Ведь если кто-то готов просто поклясться, что Бог есть, как кажется, это не такое уж рискованное предложение, все равно, верит он в Бога или нет. Если Бог есть (скажет обманщик), то я угадал; если его нет, никто не притянет меня к ответу, и, принося такую клятву, я ничем не рискую. – Но разве при этом нет опасности – если Бог существует – быть пойманным на преднамеренной, произнесенной для обмана самого Господа Бога лжи?
Но если принять такую веру и допустить, что вероучение – это неотъемлемая часть всеобщего учения о долге, то возникает вопрос относительно определения границ науки, к которой оно принадлежит: следует ли его рассматривать как часть этики (ведь о правах людей по отношению друг к другу здесь не может быть и речи) или же оно целиком лежит за пределами чисто философской морали?
Формальное во всякой религии, если ее объясняют как «совокупность всех обязанностей как (instar) Божественных заповедей», принадлежит к философской морали, причем через это формальное выражается лишь отношение разума к идее Бога, которую разум сам себе создает, и религиозный долг в этом случае еще не становится долгом перед (erga) Богом как существующей вне нас идеей сущности, поскольку при этом мы еще отвлекаемся от его существования. – Основание того, что все человеческие обязанности должны мыслиться в соответствии с этим формальным [элементом] (в соответствии с отношением этих обязанностей к Божественной, a priori данной воле), представляет собой лишь субъективно логическое основание. А именно мы не можем сделать для себя обязательство (моральное принуждение) достаточно наглядным, не мысля при этом кого-то другого и его волю (устанавливающий всеобщие законы разум – лишь выразитель ее), а именно Бога. – Единственно этот долг в отношении Бога (собственно, в отношении идеи, которую мы создаем о таком существе) есть долг человека перед самим собой, т. е. не объективный долг – обязательность выполнения определенных услуг другому, а лишь субъективный долг, [служащий] для укрепления моральных мотивов в нашем собственном законодательствующем разуме.

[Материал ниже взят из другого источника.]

//! Fields, properties and methods of a [`TypeRecord`].
//!
//! Members carry their behaviour as closures, the same way runtime hooks are stored:
//! an accessor or invoker is an `Arc<dyn Fn ...>` that the bridge calls through the
//! member without knowing who supplied it.

use std::sync::Arc;

use bitflags::bitflags;

use crate::{
    metadata::typesystem::{TypeRecord, TypeRecordRc},
    runtime::NativePtr,
    value::{ObjectRef, Value},
    Error, Result,
};

/// Invokes a method: `(receiver, arguments) -> result`. Static methods receive `Value::Null`.
pub type Invoker = Arc<dyn Fn(&Value, &[Value]) -> Result<Value> + Send + Sync>;

/// Reads a member of `instance` (`Value::Null` for statics).
pub type Getter = Arc<dyn Fn(&Value) -> Result<Value> + Send + Sync>;

/// Writes a member of `instance` (`Value::Null` for statics).
pub type Setter = Arc<dyn Fn(&Value, Value) -> Result<()> + Send + Sync>;

/// Builds a host-side wrapper of a type around a native pointer.
pub type WrapperCtor = Arc<dyn Fn(&TypeRecordRc, NativePtr) -> Result<ObjectRef> + Send + Sync>;

/// Reference to a `FieldInfo`
pub type FieldRc = Arc<FieldInfo>;
/// Reference to a `PropertyInfo`
pub type PropertyRc = Arc<PropertyInfo>;
/// Reference to a `MethodInfo`
pub type MethodRc = Arc<MethodInfo>;

bitflags! {
    /// Attributes of a field
    #[derive(Clone, Copy, Debug, PartialEq, Eq, Hash)]
    pub struct FieldFlags: u16 {
        /// Belongs to the type, not to instances
        const STATIC = 0x0010;
        /// Only assignable during construction
        const INIT_ONLY = 0x0020;
        /// Compile-time constant
        const LITERAL = 0x0040;
    }
}

/// A field declared on a type.
pub struct FieldInfo {
    /// Field name
    pub name: String,
    /// Declared type of the stored value
    pub value_type: TypeRecordRc,
    /// Field attributes
    pub flags: FieldFlags,
    /// Value of a literal field
    pub constant: Option<Value>,
    getter: Option<Getter>,
    setter: Option<Setter>,
}

impl FieldInfo {
    /// Create a field stored in object (or static) slots
    pub fn new(name: &str, value_type: TypeRecordRc, flags: FieldFlags) -> Self {
        FieldInfo {
            name: name.to_string(),
            value_type,
            flags,
            constant: None,
            getter: None,
            setter: None,
        }
    }

    /// Create a compile-time constant
    pub fn literal(name: &str, value_type: TypeRecordRc, value: Value) -> Self {
        FieldInfo {
            name: name.to_string(),
            value_type,
            flags: FieldFlags::STATIC | FieldFlags::LITERAL,
            constant: Some(value),
            getter: None,
            setter: None,
        }
    }

    /// Routes reads and writes through custom closures, e.g. into foreign memory
    #[must_use]
    pub fn with_accessor(mut self, getter: Getter, setter: Option<Setter>) -> Self {
        self.getter = Some(getter);
        self.setter = setter;
        self
    }

    /// Whether the field belongs to the type
    pub fn is_static(&self) -> bool {
        self.flags.contains(FieldFlags::STATIC)
    }

    /// Whether the field is a compile-time constant
    pub fn is_literal(&self) -> bool {
        self.flags.contains(FieldFlags::LITERAL)
    }

    /// Whether the field may be written after construction
    pub fn is_writable(&self) -> bool {
        !self
            .flags
            .intersects(FieldFlags::LITERAL | FieldFlags::INIT_ONLY)
    }

    /// Reads the field.
    ///
    /// Unset slots read as the default value of [`value_type`](Self::value_type).
    ///
    /// # Errors
    /// Returns [`Error::NotInvocable`] when an instance field is read without an object
    /// receiver, or whatever a custom getter returns.
    pub fn get(&self, declaring: &TypeRecord, instance: &Value) -> Result<Value> {
        if let Some(constant) = &self.constant {
            return Ok(constant.clone());
        }
        if let Some(getter) = &self.getter {
            return getter(instance);
        }

        if self.is_static() {
            let stored = read_lock!(declaring.static_values).get(&self.name).cloned();
            return Ok(stored.unwrap_or_else(|| Value::default_of(&self.value_type)));
        }

        match instance {
            Value::Object(object) => Ok(object
                .field_value(&self.name)
                .unwrap_or_else(|| Value::default_of(&self.value_type))),
            other => Err(Error::NotInvocable(format!(
                "instance field {}.{} read on {}",
                declaring.fullname_str(),
                self.name,
                other.kind_name()
            ))),
        }
    }

    /// Writes the field.
    ///
    /// # Errors
    /// Returns [`Error::NotInvocable`] for literals, for accessor fields without a setter and
    /// for instance fields written without an object receiver.
    pub fn set(&self, declaring: &TypeRecord, instance: &Value, value: Value) -> Result<()> {
        if self.is_literal() {
            return Err(Error::NotInvocable(format!(
                "literal field {}.{} can not be written",
                declaring.fullname_str(),
                self.name
            )));
        }

        if self.getter.is_some() {
            return match &self.setter {
                Some(setter) => setter(instance, value),
                None => Err(Error::NotInvocable(format!(
                    "field {}.{} has no setter",
                    declaring.fullname_str(),
                    self.name
                ))),
            };
        }

        if self.is_static() {
            write_lock!(declaring.static_values).insert(self.name.clone(), value);
            return Ok(());
        }

        match instance {
            Value::Object(object) => {
                object.set_field_value(&self.name, value);
                Ok(())
            }
            other => Err(Error::NotInvocable(format!(
                "instance field {}.{} written on {}",
                declaring.fullname_str(),
                self.name,
                other.kind_name()
            ))),
        }
    }
}

/// A property declared on a type.
pub struct PropertyInfo {
    /// Property name
    pub name: String,
    /// Declared property type
    pub value_type: TypeRecordRc,
    /// Whether the accessors are static
    pub is_static: bool,
    getter: Option<Getter>,
    setter: Option<Setter>,
}

impl PropertyInfo {
    /// Create a property without accessors
    pub fn new(name: &str, value_type: TypeRecordRc) -> Self {
        PropertyInfo {
            name: name.to_string(),
            value_type,
            is_static: false,
            getter: None,
            setter: None,
        }
    }

    /// Adds a getter
    #[must_use]
    pub fn with_getter(mut self, getter: Getter) -> Self {
        self.getter = Some(getter);
        self
    }

    /// Adds a setter
    #[must_use]
    pub fn with_setter(mut self, setter: Setter) -> Self {
        self.setter = Some(setter);
        self
    }

    /// Marks the property static
    #[must_use]
    pub fn static_property(mut self) -> Self {
        self.is_static = true;
        self
    }

    /// Has a getter
    pub fn can_read(&self) -> bool {
        self.getter.is_some()
    }

    /// Has a setter
    pub fn can_write(&self) -> bool {
        self.setter.is_some()
    }

    /// Invokes the getter.
    ///
    /// # Errors
    /// Returns [`Error::NotInvocable`] without a getter, or whatever the getter returns.
    pub fn get(&self, instance: &Value) -> Result<Value> {
        match &self.getter {
            Some(getter) => getter(instance),
            None => Err(Error::NotInvocable(format!(
                "property {} has no getter",
                self.name
            ))),
        }
    }

    /// Invokes the setter.
    ///
    /// # Errors
    /// Returns [`Error::NotInvocable`] without a setter, or whatever the setter returns.
    pub fn set(&self, instance: &Value, value: Value) -> Result<()> {
        match &self.setter {
            Some(setter) => setter(instance, value),
            None => Err(Error::NotInvocable(format!(
                "property {} has no setter",
                self.name
            ))),
        }
    }
}

/// A method declared on a type.
pub struct MethodInfo {
    /// Method name (explicit interface implementations carry the qualified name)
    pub name: String,
    /// Whether the method has no receiver
    pub is_static: bool,
    /// Declared return type, `None` for void
    pub return_type: Option<TypeRecordRc>,
    invoker: Invoker,
}

impl MethodInfo {
    /// Create an instance method
    pub fn new(name: &str, return_type: Option<TypeRecordRc>, invoker: Invoker) -> Self {
        MethodInfo {
            name: name.to_string(),
            is_static: false,
            return_type,
            invoker,
        }
    }

    /// Marks the method static
    #[must_use]
    pub fn static_method(mut self) -> Self {
        self.is_static = true;
        self
    }

    /// Calls the method.
    ///
    /// # Errors
    /// Returns whatever the invoker returns.
    pub fn invoke(&self, receiver: &Value, args: &[Value]) -> Result<Value> {
        if self.is_static {
            (self.invoker)(&Value::Null, args)
        } else {
            (self.invoker)(receiver, args)
        }
    }
}
//! Bridging between the native and the foreign object model.
//!
//! # Key Components
//!
//! - [`deobfuscation`] - obfuscated runtime names to catalog records
//! - [`identity`] - true concrete type of a value in either representation
//! - [`cast`] - conversion between representations with explicit outcomes
//! - [`enumeration`] - lazy iteration over native and foreign collections
//! - [`member`] - member access tolerant of renames across host versions
//! - [`model`] - the per-backend strategy that ties them together
//!
//! # Usage
//!
//! Most hosts use these through [`crate::BridgeContext`], which builds the right
//! [`ObjectModel`] for the configured backend. The components are public so hosts with
//! unusual wiring can assemble them directly.

pub mod cast;
pub mod deobfuscation;
pub mod enumeration;
pub mod identity;
pub mod member;
pub mod model;

pub use cast::{CastEngine, CastOutcome};
pub use deobfuscation::DeobfuscationCache;
pub use enumeration::{
    DictionarySequence, EnumerationBridge, EnumerationSupport, EnumeratorDescriptor,
    ObjectSequence,
};
pub use identity::IdentityResolver;
pub use member::{AmbiguousMemberResolver, MemberAccess};
pub use model::{DualModel, ManagedModel, ObjectModel};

Что же касается материального в религии, т. е. совокупности обязанностей по отношению (erga) к Богу, а именно той службы, которую надо для него выполнять (ad praestandum), то религия могла бы в качестве Божественных заповедей содержать в себе обязанности, не проистекающие из одного лишь устанавливающего всеобщие законы разума и, следовательно, познаваемые нами не a priori, а лишь эмпирически, стало быть, относящиеся лишь к религии откровения; так что религия не должна была бы с практической целью делать произвольной предпосылкой не только идею этого существа, но и его бытие, а должна была бы представлять то и другое как непосредственно или опосредствованно данное в опыте. Но такая религия, как бы обоснованна она ни была, не могла бы составить часть чистой философской морали.
Итак, религия как учение об обязанностях по отношению к Богу лежит за пределами всякой чисто философской этики, и это служит к оправданию автора настоящего [труда] в том, что он для полноты учения об обязанностях, как это принято, не включил в этику религию, понятую в указанном выше смысле.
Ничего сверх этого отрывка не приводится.